Dive Brief:
- Peloton on Thursday reported third-quarter revenue fell 13% year over year to $624 million, which the company said was above the midpoint of its guidance range for the quarter. Connected fitness products revenue fell 27% year over year, while subscription revenue fell 4%.
- The company narrowed its losses during the period, reporting an operating loss of $32.4 million and a net loss of $47.7 million.
- Peloton’s ending paid connected fitness subscriptions fell 6% from the year-ago period to 2.88 million and ending paid app subscriptions fell 15% to around 570,000. Advertising and marketing spend also decreased during the period, down 46% year over year.
Dive Insight:
Although revenue continued to fall at the fitness company, CEO Peter Stern maintained that Peloton “performed at the high end of or above guidance on our key metrics.”
Stern highlighted Peloton’s focus areas ahead, which include improving equipment, software and instruction; expanding distribution of products; deepening connection with members; and enhancing its operations to be more competitive.
The company, which got its start as a stationary bike company, is looking to grow other areas of its cardio suite, including its treadmills. During the quarter, Peloton saw 5% year-over-year growth in running workouts and 11% growth in walking workouts. And while cardio will continue to be a focus area for the company, Peloton is looking to create a holistic experience for consumers, offering things like strength workouts and meditations.
Peloton is executing on its cost restructuring plan at a time of significant leadership changes at the company. Stern arrived at the company at the start of the year. The company’s chief marketer exited the company at the end of last month amid a restructuring, which includes splitting marketing responsibilities between two roles — a chief marketing officer and chief communications officer. Executives on Thursday said the company is actively searching for a CIO, chief marketing officer and chief communications officer.
Looking ahead, Peloton updated its full-year guidance, now expecting ending paid app subscriptions to be down 12% at the midpoint, compared to prior projections for down 7%. The company did raise its outlook for adjusted EBITDA, now projecting a range of $330 million to $350 million, up from previous estimates of $300 million to $350 million.

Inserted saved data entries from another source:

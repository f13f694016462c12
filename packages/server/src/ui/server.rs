//! Server supervisor.

use std::sync::Arc;

use axum::{Router, routing::get};
use tokio::{net::TcpListener, task::JoinHandle};
use tokio_util::sync::CancellationToken;
use tower_http::trace::TraceLayer;

use crate::{
    config::ServerConfig,
    usecase::{
        ConnectParticipantUseCase, DisconnectParticipantUseCase, GetHistoryUseCase,
        GetParticipantsUseCase, RelayMessageUseCase, SendMessageUseCase,
    },
};

use super::{
    error::ServerError,
    handler::{
        connection::handle_connection,
        http::{get_messages, get_participants, health_check},
        relay::relay_loop,
    },
    state::AppState,
};

/// TCP chat relay server
///
/// Owns the listening socket and the shared state. Spawns exactly one egress
/// relay and one task per accepted connection.
///
/// # Example
///
/// ```ignore
/// let server = Server::new(config, connect, disconnect, send, relay, participants, history);
/// server.run(CancellationToken::new()).await?;
/// ```
pub struct Server {
    config: ServerConfig,
    state: Arc<AppState>,
}

impl Server {
    /// Create a new Server instance
    ///
    /// # Arguments
    ///
    /// * `config` - Bind addresses and limits
    /// * `connect_participant_usecase` - UseCase for handshake registration
    /// * `disconnect_participant_usecase` - UseCase for teardown
    /// * `send_message_usecase` - UseCase for ingress append-and-publish
    /// * `relay_message_usecase` - UseCase for egress fan-out
    /// * `get_participants_usecase` - UseCase for the admin participant list
    /// * `get_history_usecase` - UseCase for the admin message history
    pub fn new(
        config: ServerConfig,
        connect_participant_usecase: Arc<ConnectParticipantUseCase>,
        disconnect_participant_usecase: Arc<DisconnectParticipantUseCase>,
        send_message_usecase: Arc<SendMessageUseCase>,
        relay_message_usecase: Arc<RelayMessageUseCase>,
        get_participants_usecase: Arc<GetParticipantsUseCase>,
        get_history_usecase: Arc<GetHistoryUseCase>,
    ) -> Self {
        let state = Arc::new(AppState {
            connect_participant_usecase,
            disconnect_participant_usecase,
            send_message_usecase,
            relay_message_usecase,
            get_participants_usecase,
            get_history_usecase,
            max_line_length: config.max_line_length,
        });
        Self { config, state }
    }

    /// Bind the configured addresses and serve until `shutdown` is cancelled.
    ///
    /// # Errors
    ///
    /// Returns an error if a listener cannot be bound or the egress relay
    /// cannot subscribe.
    pub async fn run(self, shutdown: CancellationToken) -> Result<(), ServerError> {
        let listener = bind(&self.config.bind_address()).await?;
        let admin_listener = match self.config.admin_bind_address() {
            Some(address) => Some(bind(&address).await?),
            None => None,
        };
        self.serve(listener, admin_listener, shutdown).await
    }

    /// Serve on already-bound listeners until `shutdown` is cancelled.
    pub async fn serve(
        self,
        listener: TcpListener,
        admin_listener: Option<TcpListener>,
        shutdown: CancellationToken,
    ) -> Result<(), ServerError> {
        // Subscribe before accepting so no publish can precede the relay.
        let subscription = self.state.relay_message_usecase.subscribe().await?;
        let relay_task = tokio::spawn(relay_loop(
            self.state.relay_message_usecase.clone(),
            subscription,
            shutdown.clone(),
        ));

        let admin_task = match admin_listener {
            Some(admin_listener) => Some(spawn_admin(
                admin_listener,
                self.state.clone(),
                shutdown.clone(),
            )?),
            None => None,
        };

        tracing::info!("Chat relay listening on {}", listener.local_addr()?);
        tracing::info!("Press Ctrl+C to shutdown");

        loop {
            tokio::select! {
                _ = shutdown.cancelled() => break,
                accepted = listener.accept() => match accepted {
                    Ok((stream, peer)) => {
                        tracing::debug!("Accepted connection from {}", peer);
                        tokio::spawn(handle_connection(
                            stream,
                            peer,
                            self.state.clone(),
                            shutdown.child_token(),
                        ));
                    }
                    Err(e) => {
                        tracing::warn!("Accept error: {}", e);
                    }
                },
            }
        }

        if let Err(e) = relay_task.await {
            tracing::warn!("Egress relay task failed: {}", e);
        }
        if let Some(admin_task) = admin_task {
            match admin_task.await {
                Ok(Err(e)) => tracing::warn!("Admin API stopped with error: {}", e),
                Err(e) => tracing::warn!("Admin API task failed: {}", e),
                Ok(Ok(())) => {}
            }
        }

        tracing::info!("Server shutdown complete");
        Ok(())
    }
}

async fn bind(address: &str) -> Result<TcpListener, ServerError> {
    TcpListener::bind(address)
        .await
        .map_err(|source| ServerError::Bind {
            address: address.to_string(),
            source,
        })
}

/// Build the admin HTTP router
pub fn admin_router(state: Arc<AppState>) -> Router {
    Router::new()
        .route("/api/health", get(health_check))
        .route("/api/participants", get(get_participants))
        .route("/api/messages", get(get_messages))
        .layer(TraceLayer::new_for_http())
        .with_state(state)
}

fn spawn_admin(
    listener: TcpListener,
    state: Arc<AppState>,
    shutdown: CancellationToken,
) -> Result<JoinHandle<std::io::Result<()>>, ServerError> {
    tracing::info!("Admin API listening on http://{}", listener.local_addr()?);
    let app = admin_router(state);
    Ok(tokio::spawn(async move {
        axum::serve(listener, app)
            .with_graceful_shutdown(shutdown.cancelled_owned())
            .await
    }))
}
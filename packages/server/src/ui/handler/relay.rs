//! Egress relay task.
//!
//! The single subscriber that bridges the backend's publish channel to every
//! locally connected client.

use std::sync::Arc;

use tokio_util::sync::CancellationToken;

use crate::{domain::Subscription, usecase::RelayMessageUseCase};

/// Relay published envelopes until shutdown or until the subscription closes.
///
/// A payload that fails to decode or encode is logged and skipped.
pub async fn relay_loop(
    usecase: Arc<RelayMessageUseCase>,
    mut subscription: Subscription,
    shutdown: CancellationToken,
) {
    tracing::info!("Egress relay subscribed to '{}'", subscription.channel());

    loop {
        let payload = tokio::select! {
            _ = shutdown.cancelled() => break,
            payload = subscription.recv() => payload,
        };

        match payload {
            Ok(payload) => match usecase.execute(&payload).await {
                Ok(delivered) => {
                    tracing::debug!("Relayed message to {} connections", delivered);
                }
                Err(e) => {
                    tracing::warn!("Skipping published payload: {}", e);
                }
            },
            Err(e) => {
                tracing::error!("Egress relay lost its subscription: {}", e);
                break;
            }
        }
    }

    tracing::info!("Egress relay stopped");
}
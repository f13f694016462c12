//! Server configuration.

use clap::ValueEnum;

/// Default TCP chat port
pub const DEFAULT_PORT: u16 = 7007;

/// Default pub/sub channel carrying new envelopes
pub const DEFAULT_CHANNEL: &str = "message";

/// Default key of the id counter
pub const DEFAULT_ID_KEY: &str = "id";

/// Default key of the message log
pub const DEFAULT_MESSAGES_KEY: &str = "messages";

/// Default maximum length of one inbound line (64KB)
pub const DEFAULT_MAX_LINE_LENGTH: usize = 64 * 1024;

/// What to do when a handshake announces a name that is already connected
#[derive(Debug, Clone, Copy, PartialEq, Eq, Default, ValueEnum)]
pub enum DuplicateNamePolicy {
    /// Refuse the new connection with an error frame
    #[default]
    Reject,
    /// Let the new connection shadow the existing one, the reference relay behavior
    /// where the registry keeps only the latest connection per name
    Replace,
}

/// Names used against the distribution backend
#[derive(Debug, Clone, PartialEq, Eq)]
pub struct BackendKeys {
    /// Pub/sub channel for new envelopes
    pub channel: String,
    /// Counter key for envelope ids
    pub id_key: String,
    /// Ordered log key for envelopes
    pub messages_key: String,
}

impl Default for BackendKeys {
    fn default() -> Self {
        Self {
            channel: DEFAULT_CHANNEL.into(),
            id_key: DEFAULT_ID_KEY.into(),
            messages_key: DEFAULT_MESSAGES_KEY.into(),
        }
    }
}

/// Relay server configuration
#[derive(Debug, Clone)]
pub struct ServerConfig {
    /// Bind address (e.g., "127.0.0.1")
    pub host: String,
    /// TCP chat port
    pub port: u16,
    /// Admin HTTP API port, disabled when `None`
    pub admin_port: Option<u16>,
    pub keys: BackendKeys,
    pub duplicate_names: DuplicateNamePolicy,
    /// Longest accepted inbound line, in bytes
    pub max_line_length: usize,
}

impl Default for ServerConfig {
    fn default() -> Self {
        Self {
            host: "127.0.0.1".into(),
            port: DEFAULT_PORT,
            admin_port: None,
            keys: BackendKeys::default(),
            duplicate_names: DuplicateNamePolicy::default(),
            max_line_length: DEFAULT_MAX_LINE_LENGTH,
        }
    }
}

impl ServerConfig {
    /// Get the chat address to bind to
    pub fn bind_address(&self) -> String {
        format!("{}:{}", self.host, self.port)
    }

    /// Get the admin API address to bind to, if enabled
    pub fn admin_bind_address(&self) -> Option<String> {
        self.admin_port.map(|port| format!("{}:{}", self.host, port))
    }
}
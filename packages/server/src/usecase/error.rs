//! UseCase error types.

use thiserror::Error;

use crate::domain::BackendError;

/// Handshake registration errors
#[derive(Debug, Clone, PartialEq, Eq, Error)]
pub enum ConnectError {
    /// Name is already held by another connection
    #[error("name '{0}' is already connected")]
    DuplicateName(String),
}

/// Ingress append-and-publish errors
#[derive(Debug, Clone, PartialEq, Eq, Error)]
pub enum SendMessageError {
    #[error(transparent)]
    Backend(#[from] BackendError),

    #[error("failed to encode message: {0}")]
    Encode(String),
}

/// Per-payload egress relay errors
#[derive(Debug, Clone, PartialEq, Eq, Error)]
pub enum RelayError {
    #[error("failed to decode published payload: {0}")]
    Decode(String),

    #[error("failed to encode batch: {0}")]
    Encode(String),
}
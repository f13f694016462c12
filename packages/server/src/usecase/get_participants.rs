//! UseCase: 接続中の参加者一覧を取得する

use std::sync::Arc;

use crate::domain::{ConnectionRegistry, ParticipantSnapshot};

/// 参加者一覧取得のユースケース
pub struct GetParticipantsUseCase {
    registry: Arc<dyn ConnectionRegistry>,
}

impl GetParticipantsUseCase {
    pub fn new(registry: Arc<dyn ConnectionRegistry>) -> Self {
        Self { registry }
    }

    /// 名前順の参加者一覧
    pub async fn execute(&self) -> Vec<ParticipantSnapshot> {
        self.registry.participants().await
    }
}
//! Terminal chat client for the rtchat relay server.
//!
//! Connects over TCP, sends the display name, then sends one message per input
//! line. Type `quit` or `exit` to leave. A name already in use is rejected by
//! the server and the client exits with status 1.
//!
//! Run with:
//! ```not_rust
//! cargo run --bin rtchat-client -- --name alice
//! cargo run --bin rtchat-client -- -H 127.0.0.1 -p 7007 --room lobby
//! ```

use clap::Parser;
use rtchat_client::{domain::is_fatal, run_client};
use rtchat_shared::logger::setup_logger;

#[derive(Parser, Debug)]
#[command(name = "rtchat-client")]
#[command(about = "TCP chat client for the rtchat relay server", long_about = None)]
struct Args {
    /// Server host
    #[arg(short = 'H', long, default_value = "127.0.0.1")]
    host: String,

    /// Server port
    #[arg(short = 'p', long, default_value_t = 7007)]
    port: u16,

    /// Display name (prompted for if omitted)
    #[arg(short = 'n', long)]
    name: Option<String>,

    /// Room attached to every message
    #[arg(short = 'r', long, default_value = "")]
    room: String,
}

#[tokio::main]
async fn main() {
    // Initialize tracing
    setup_logger(env!("CARGO_BIN_NAME"), "info");

    let args = Args::parse();
    let address = format!("{}:{}", args.host, args.port);

    // Run the client
    match run_client(address, args.name, args.room).await {
        Ok(()) => {}
        Err(e) if is_fatal(&e) => {
            tracing::error!("{}", e);
            tracing::error!("Cannot join with this name. Exiting.");
            std::process::exit(1);
        }
        Err(e) => {
            tracing::error!("Client error: {}", e);
            std::process::exit(1);
        }
    }
}
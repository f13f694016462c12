//! UseCase layer: the relay's operations, written against domain traits only.

mod connect_participant;
mod disconnect_participant;
mod error;
mod get_history;
mod get_participants;
mod relay_message;
mod send_message;

pub use connect_participant::ConnectParticipantUseCase;
pub use disconnect_participant::DisconnectParticipantUseCase;
pub use error::{ConnectError, RelayError, SendMessageError};
pub use get_history::{DEFAULT_HISTORY_LIMIT, GetHistoryUseCase};
pub use get_participants::GetParticipantsUseCase;
pub use relay_message::RelayMessageUseCase;
pub use send_message::SendMessageUseCase;
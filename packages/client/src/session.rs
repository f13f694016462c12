//! TCP client session management.

use futures_util::{SinkExt, StreamExt};
use rtchat_shared::message::{Message, ServerFrame, decode_frame};
use tokio::{
    net::{
        TcpStream,
        tcp::{OwnedReadHalf, OwnedWriteHalf},
    },
    sync::mpsc,
};
use tokio_util::codec::{FramedRead, FramedWrite, LinesCodec};

use crate::{
    domain::ClientInput,
    error::ClientError,
    formatter::MessageFormatter,
};

/// Open a TCP connection to the server.
pub async fn connect(address: &str) -> Result<TcpStream, ClientError> {
    let stream = TcpStream::connect(address)
        .await
        .map_err(|e| ClientError::ConnectionError(format!("{}: {}", address, e)))?;
    tracing::info!("Connected to chat server at {}", address);
    Ok(stream)
}

/// Run one chat session over an open connection.
///
/// Sends `name` as the handshake line, then forwards every input line from
/// `input` as an envelope and pushes every relayed envelope, formatted, to
/// `output`.
///
/// # Returns
///
/// * `Ok(())` - The user typed an exit command or closed the input
/// * `Err(ClientError::Rejected)` - The server answered the handshake with an error frame
/// * `Err(ClientError::ConnectionError)` - The server closed the stream or an I/O error occurred
pub async fn run_session(
    stream: TcpStream,
    name: &str,
    room: &str,
    mut input: mpsc::UnboundedReceiver<String>,
    output: mpsc::UnboundedSender<String>,
) -> Result<(), ClientError> {
    let (read_half, write_half) = stream.into_split();
    let mut reader: FramedRead<OwnedReadHalf, LinesCodec> =
        FramedRead::new(read_half, LinesCodec::new());
    let mut writer: FramedWrite<OwnedWriteHalf, LinesCodec> =
        FramedWrite::new(write_half, LinesCodec::new());

    writer
        .send(name)
        .await
        .map_err(|e| ClientError::ConnectionError(e.to_string()))?;

    loop {
        tokio::select! {
            line = input.recv() => {
                let Some(line) = line else {
                    tracing::info!("Input closed");
                    return Ok(());
                };
                match ClientInput::from_line(&line) {
                    ClientInput::Exit => {
                        tracing::info!("Leaving the chat");
                        return Ok(());
                    }
                    ClientInput::Empty => {}
                    ClientInput::Send(content) => {
                        let json = match serde_json::to_string(&Message::new(name, room, content)) {
                            Ok(json) => json,
                            Err(e) => {
                                tracing::error!("Failed to serialize message: {}", e);
                                continue;
                            }
                        };
                        writer
                            .send(json)
                            .await
                            .map_err(|e| ClientError::ConnectionError(e.to_string()))?;
                    }
                }
            }
            frame = reader.next() => {
                let line = match frame {
                    Some(Ok(line)) => line,
                    Some(Err(e)) => return Err(ClientError::ConnectionError(e.to_string())),
                    None => {
                        return Err(ClientError::ConnectionError(
                            "Server closed the connection".to_string(),
                        ));
                    }
                };
                for text in handle_server_line(&line)? {
                    if output.send(text).is_err() {
                        tracing::debug!("Output closed, dropping message");
                    }
                }
            }
        }
    }
}

/// Turn one server line into the texts to display.
fn handle_server_line(line: &str) -> Result<Vec<String>, ClientError> {
    match decode_frame(line) {
        Ok(ServerFrame::Batch(messages)) => Ok(messages
            .iter()
            .map(MessageFormatter::format_message)
            .collect()),
        Ok(ServerFrame::Error(frame)) => Err(ClientError::Rejected(frame.error)),
        Err(e) => {
            tracing::warn!("Undecodable line from server: {}", e);
            Ok(vec![MessageFormatter::format_raw_message(line)])
        }
    }
}

#[cfg(test)]
mod tests {
    use tokio::{io::AsyncWriteExt, net::TcpListener};

    use super::*;

    #[test]
    fn test_batch_line_yields_one_text_per_message() {
        // テスト項目: 配列の各メッセージがそれぞれ表示テキストになる
        // given (前提条件):
        let line = r#"[{"id":1,"name":"alice","content":"a"},{"id":2,"name":"bob","content":"b"}]"#;

        // when (操作):
        let texts = handle_server_line(line).unwrap();

        // then (期待する結果):
        assert_eq!(texts.len(), 2);
        assert!(texts[0].contains("--- alice ---"));
        assert!(texts[1].contains("--- bob ---"));
    }

    #[test]
    fn test_error_frame_is_rejection() {
        // テスト項目: エラーフレームは Rejected エラーになる
        // given (前提条件):
        let line = r#"{"error":"name 'alice' is already connected"}"#;

        // when (操作):
        let result = handle_server_line(line);

        // then (期待する結果):
        match result {
            Err(ClientError::Rejected(reason)) => assert!(reason.contains("alice")),
            other => panic!("unexpected result: {:?}", other),
        }
    }

    #[test]
    fn test_unknown_line_is_shown_raw() {
        // テスト項目: 解釈できない行はそのまま表示される
        // given (前提条件):
        let line = "garbage";

        // when (操作):
        let texts = handle_server_line(line).unwrap();

        // then (期待する結果):
        assert_eq!(texts.len(), 1);
        assert!(texts[0].contains("garbage"));
    }

    #[tokio::test]
    async fn test_session_sends_handshake_and_envelope() {
        // テスト項目: セッションがハンドシェイク行とメッセージ行を送信する
        // given (前提条件):
        let listener = TcpListener::bind("127.0.0.1:0").await.unwrap();
        let address = listener.local_addr().unwrap().to_string();
        let server = tokio::spawn(async move {
            let (stream, _) = listener.accept().await.unwrap();
            let mut reader = FramedRead::new(stream, LinesCodec::new());
            let handshake = reader.next().await.unwrap().unwrap();
            let envelope = reader.next().await.unwrap().unwrap();
            (handshake, envelope)
        });
        let stream = connect(&address).await.unwrap();
        let (input_tx, input_rx) = mpsc::unbounded_channel();
        let (output_tx, _output_rx) = mpsc::unbounded_channel();

        // when (操作):
        input_tx.send("  hello  ".to_string()).unwrap();
        input_tx.send("quit".to_string()).unwrap();
        let result = run_session(stream, "alice", "lobby", input_rx, output_tx).await;

        // then (期待する結果):
        assert!(result.is_ok());
        let (handshake, envelope) = server.await.unwrap();
        assert_eq!(handshake, "alice");
        let message: Message = serde_json::from_str(&envelope).unwrap();
        assert_eq!(message.name, "alice");
        assert_eq!(message.room, "lobby");
        assert_eq!(message.content, "hello");
    }

    #[tokio::test]
    async fn test_server_close_is_connection_error() {
        // テスト項目: サーバーがストリームを閉じるとセッションは ConnectionError で終わる
        // given (前提条件):
        let listener = TcpListener::bind("127.0.0.1:0").await.unwrap();
        let address = listener.local_addr().unwrap().to_string();
        tokio::spawn(async move {
            let (mut stream, _) = listener.accept().await.unwrap();
            stream.shutdown().await.unwrap();
        });
        let stream = connect(&address).await.unwrap();
        let (_input_tx, input_rx) = mpsc::unbounded_channel();
        let (output_tx, _output_rx) = mpsc::unbounded_channel();

        // when (操作):
        let result = run_session(stream, "alice", "", input_rx, output_tx).await;

        // then (期待する結果):
        assert!(matches!(result, Err(ClientError::ConnectionError(_))));
    }

    #[tokio::test]
    async fn test_connect_to_closed_port_fails() {
        // テスト項目: 待ち受けのないアドレスへの接続は ConnectionError になる
        // given (前提条件):
        let listener = TcpListener::bind("127.0.0.1:0").await.unwrap();
        let address = listener.local_addr().unwrap().to_string();
        drop(listener);

        // when (操作):
        let result = connect(&address).await;

        // then (期待する結果):
        assert!(matches!(result, Err(ClientError::ConnectionError(_))));
    }
}
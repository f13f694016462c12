//! Value objects for the relay domain.

use std::fmt;

use uuid::Uuid;

use super::error::ValueObjectError;

/// Display name a participant announces in its handshake line.
///
/// Surrounding whitespace is trimmed; an empty name is rejected.
#[derive(Debug, Clone, PartialEq, Eq, Hash, PartialOrd, Ord)]
pub struct ParticipantName(String);

impl ParticipantName {
    pub fn new(raw: impl AsRef<str>) -> Result<Self, ValueObjectError> {
        let trimmed = raw.as_ref().trim();
        if trimmed.is_empty() {
            return Err(ValueObjectError::EmptyName);
        }
        Ok(Self(trimmed.to_string()))
    }

    pub fn as_str(&self) -> &str {
        &self.0
    }

    pub fn into_string(self) -> String {
        self.0
    }
}

impl TryFrom<String> for ParticipantName {
    type Error = ValueObjectError;

    fn try_from(value: String) -> Result<Self, Self::Error> {
        Self::new(value)
    }
}

impl fmt::Display for ParticipantName {
    fn fmt(&self, f: &mut fmt::Formatter<'_>) -> fmt::Result {
        f.write_str(&self.0)
    }
}

/// Server-generated identity of one accepted connection.
///
/// Unlike [`ParticipantName`], two connections never share an id.
#[derive(Debug, Clone, Copy, PartialEq, Eq, Hash)]
pub struct ConnectionId(Uuid);

impl ConnectionId {
    pub fn generate() -> Self {
        Self(Uuid::new_v4())
    }
}

impl fmt::Display for ConnectionId {
    fn fmt(&self, f: &mut fmt::Formatter<'_>) -> fmt::Result {
        self.0.fmt(f)
    }
}
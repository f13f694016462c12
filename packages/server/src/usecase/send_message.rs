//! UseCase: メッセージ送信処理
//!
//! ## テスト実装の作業記録
//!
//! ### 何をテストしているか
//! - SendMessageUseCase::execute() メソッド
//! - ID 採番・日時付与・ログ追記・publish の一連の処理
//!
//! ### なぜこのテストが必要か
//! - id と date はサーバーが必ず上書きすることを保証
//! - バックエンドの失敗がその操作で止まる（publish されない）ことを確認
//!
//! ### どのような状況を想定しているか
//! - 正常系：追記と publish が行われる
//! - エッジケース：メッセージに名前がない場合はハンドシェイクの名前を使う
//! - 異常系：採番 / 追記の失敗

use std::sync::Arc;

use rtchat_shared::{message::Message, time::Clock};

use crate::{
    config::BackendKeys,
    domain::{DistributionBackend, ParticipantName},
};

use super::error::SendMessageError;

/// メッセージ送信のユースケース
pub struct SendMessageUseCase {
    /// DistributionBackend（ログと pub/sub の抽象化）
    backend: Arc<dyn DistributionBackend>,
    clock: Arc<dyn Clock>,
    keys: BackendKeys,
}

impl SendMessageUseCase {
    /// 新しい SendMessageUseCase を作成
    pub fn new(
        backend: Arc<dyn DistributionBackend>,
        clock: Arc<dyn Clock>,
        keys: BackendKeys,
    ) -> Self {
        Self {
            backend,
            clock,
            keys,
        }
    }

    /// メッセージ送信を実行
    ///
    /// # Arguments
    ///
    /// * `sender` - ハンドシェイクで登録された参加者名
    /// * `draft` - クライアントから受け取ったメッセージ（id と date は上書きされる）
    ///
    /// # Returns
    ///
    /// * `Ok(Message)` - 追記・publish されたメッセージ
    /// * `Err(SendMessageError)` - 採番・エンコード・追記・publish のいずれかが失敗
    pub async fn execute(
        &self,
        sender: &ParticipantName,
        mut draft: Message,
    ) -> Result<Message, SendMessageError> {
        if draft.name.trim().is_empty() {
            draft.name = sender.as_str().to_string();
        }

        // 1. サーバー側で id と date を付与
        draft.id = self.backend.next_id(&self.keys.id_key).await?;
        draft.date = self.clock.now();

        let payload =
            serde_json::to_string(&draft).map_err(|e| SendMessageError::Encode(e.to_string()))?;

        // 2. ログに追記してから publish
        self.backend
            .append(&self.keys.messages_key, &payload)
            .await?;
        self.backend.publish(&self.keys.channel, &payload).await?;

        tracing::debug!("Message {} from '{}' published", draft.id, draft.name);
        Ok(draft)
    }
}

The company expects its full-year free cash flow to be around $250 million, which it says accounts for its expectation for a $5 million hit to the metric in the fourth quarter from the impact of tariffs. Both Peloton- and Precor-branded equipment are subject to a 25% tariff on their aluminum content, and Precor and apparel products sourced from China are subject to additional tariffs, the company said Thursday.